[Stored items]
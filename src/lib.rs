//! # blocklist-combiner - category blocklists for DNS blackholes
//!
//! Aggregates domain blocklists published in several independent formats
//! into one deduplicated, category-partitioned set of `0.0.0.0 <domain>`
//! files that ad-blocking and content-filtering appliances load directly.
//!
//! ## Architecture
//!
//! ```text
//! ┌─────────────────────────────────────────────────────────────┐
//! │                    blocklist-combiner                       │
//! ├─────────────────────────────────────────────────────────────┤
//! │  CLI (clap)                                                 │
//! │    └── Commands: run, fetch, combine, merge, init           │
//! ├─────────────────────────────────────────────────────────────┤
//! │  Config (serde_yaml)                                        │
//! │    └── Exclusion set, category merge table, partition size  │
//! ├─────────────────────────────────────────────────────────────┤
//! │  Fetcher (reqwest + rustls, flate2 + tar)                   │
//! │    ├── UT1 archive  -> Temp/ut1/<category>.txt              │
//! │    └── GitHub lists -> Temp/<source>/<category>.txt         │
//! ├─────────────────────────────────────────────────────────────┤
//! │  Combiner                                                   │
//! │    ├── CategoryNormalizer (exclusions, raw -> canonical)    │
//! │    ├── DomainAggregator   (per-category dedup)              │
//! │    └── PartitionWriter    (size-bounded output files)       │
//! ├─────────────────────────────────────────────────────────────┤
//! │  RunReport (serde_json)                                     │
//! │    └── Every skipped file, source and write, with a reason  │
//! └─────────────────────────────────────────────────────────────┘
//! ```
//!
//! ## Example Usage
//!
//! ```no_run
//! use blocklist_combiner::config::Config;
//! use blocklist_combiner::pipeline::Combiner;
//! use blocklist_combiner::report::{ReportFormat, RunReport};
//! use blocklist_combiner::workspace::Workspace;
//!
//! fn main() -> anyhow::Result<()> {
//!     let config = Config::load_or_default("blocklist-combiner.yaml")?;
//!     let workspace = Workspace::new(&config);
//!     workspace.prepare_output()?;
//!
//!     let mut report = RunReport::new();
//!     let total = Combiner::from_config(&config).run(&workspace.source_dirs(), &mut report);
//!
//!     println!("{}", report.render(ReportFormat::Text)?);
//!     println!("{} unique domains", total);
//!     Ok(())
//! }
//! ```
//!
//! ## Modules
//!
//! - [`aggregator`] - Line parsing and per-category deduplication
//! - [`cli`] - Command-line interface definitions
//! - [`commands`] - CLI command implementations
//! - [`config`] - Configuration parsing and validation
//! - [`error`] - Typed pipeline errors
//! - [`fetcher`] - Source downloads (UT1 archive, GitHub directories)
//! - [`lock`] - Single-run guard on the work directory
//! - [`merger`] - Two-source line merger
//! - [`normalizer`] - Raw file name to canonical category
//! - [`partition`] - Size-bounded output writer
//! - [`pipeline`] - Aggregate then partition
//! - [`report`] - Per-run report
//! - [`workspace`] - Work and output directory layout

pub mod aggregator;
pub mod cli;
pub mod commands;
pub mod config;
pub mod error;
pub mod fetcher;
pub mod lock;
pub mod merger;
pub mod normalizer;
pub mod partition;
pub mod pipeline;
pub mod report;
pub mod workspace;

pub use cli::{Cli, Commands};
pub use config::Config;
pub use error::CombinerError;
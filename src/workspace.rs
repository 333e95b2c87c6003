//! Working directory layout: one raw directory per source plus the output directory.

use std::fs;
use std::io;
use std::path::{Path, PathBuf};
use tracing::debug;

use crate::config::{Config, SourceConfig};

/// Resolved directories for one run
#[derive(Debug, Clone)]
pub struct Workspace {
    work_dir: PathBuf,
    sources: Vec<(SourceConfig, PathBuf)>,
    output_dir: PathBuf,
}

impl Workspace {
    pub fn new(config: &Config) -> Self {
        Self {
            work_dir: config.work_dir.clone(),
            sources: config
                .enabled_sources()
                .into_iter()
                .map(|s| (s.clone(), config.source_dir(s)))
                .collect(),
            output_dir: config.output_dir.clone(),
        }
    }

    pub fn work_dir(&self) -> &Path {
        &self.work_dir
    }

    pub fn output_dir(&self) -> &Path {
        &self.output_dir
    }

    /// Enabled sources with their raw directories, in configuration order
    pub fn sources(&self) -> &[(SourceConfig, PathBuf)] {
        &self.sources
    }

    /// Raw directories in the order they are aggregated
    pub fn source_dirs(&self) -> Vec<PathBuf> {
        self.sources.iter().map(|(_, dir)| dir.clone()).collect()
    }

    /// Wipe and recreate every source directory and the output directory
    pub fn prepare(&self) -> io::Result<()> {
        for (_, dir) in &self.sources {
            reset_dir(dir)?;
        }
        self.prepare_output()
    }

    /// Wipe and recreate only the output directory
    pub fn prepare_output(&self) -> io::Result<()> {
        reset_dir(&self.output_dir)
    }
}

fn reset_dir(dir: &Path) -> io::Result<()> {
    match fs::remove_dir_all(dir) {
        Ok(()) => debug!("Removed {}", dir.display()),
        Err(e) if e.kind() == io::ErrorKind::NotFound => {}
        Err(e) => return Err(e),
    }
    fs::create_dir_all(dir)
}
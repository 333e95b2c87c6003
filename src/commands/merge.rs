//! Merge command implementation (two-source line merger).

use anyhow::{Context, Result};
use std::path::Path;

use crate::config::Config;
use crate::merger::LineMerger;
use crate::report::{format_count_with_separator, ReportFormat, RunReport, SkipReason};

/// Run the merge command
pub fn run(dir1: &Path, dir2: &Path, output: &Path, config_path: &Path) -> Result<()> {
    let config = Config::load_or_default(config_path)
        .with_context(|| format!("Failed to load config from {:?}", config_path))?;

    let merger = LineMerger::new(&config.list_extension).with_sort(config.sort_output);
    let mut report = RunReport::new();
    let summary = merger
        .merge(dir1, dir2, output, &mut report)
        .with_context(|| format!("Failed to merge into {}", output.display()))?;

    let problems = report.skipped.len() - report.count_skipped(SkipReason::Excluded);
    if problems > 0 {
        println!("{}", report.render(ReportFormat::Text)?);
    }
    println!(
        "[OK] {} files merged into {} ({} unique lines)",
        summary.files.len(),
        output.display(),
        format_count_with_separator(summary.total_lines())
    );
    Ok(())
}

§ **The task**: Show every line above in which the word "merger" appears.

§ **Exercise output**:
//! - [`merger`] - Two-source line merger
pub mod merger;
//! Merge command implementation (two-source line merger).
use crate::merger::LineMerger;
    let merger = LineMerger::new(&config.list_extension).with_sort(config.sort_output);
    let summary = merger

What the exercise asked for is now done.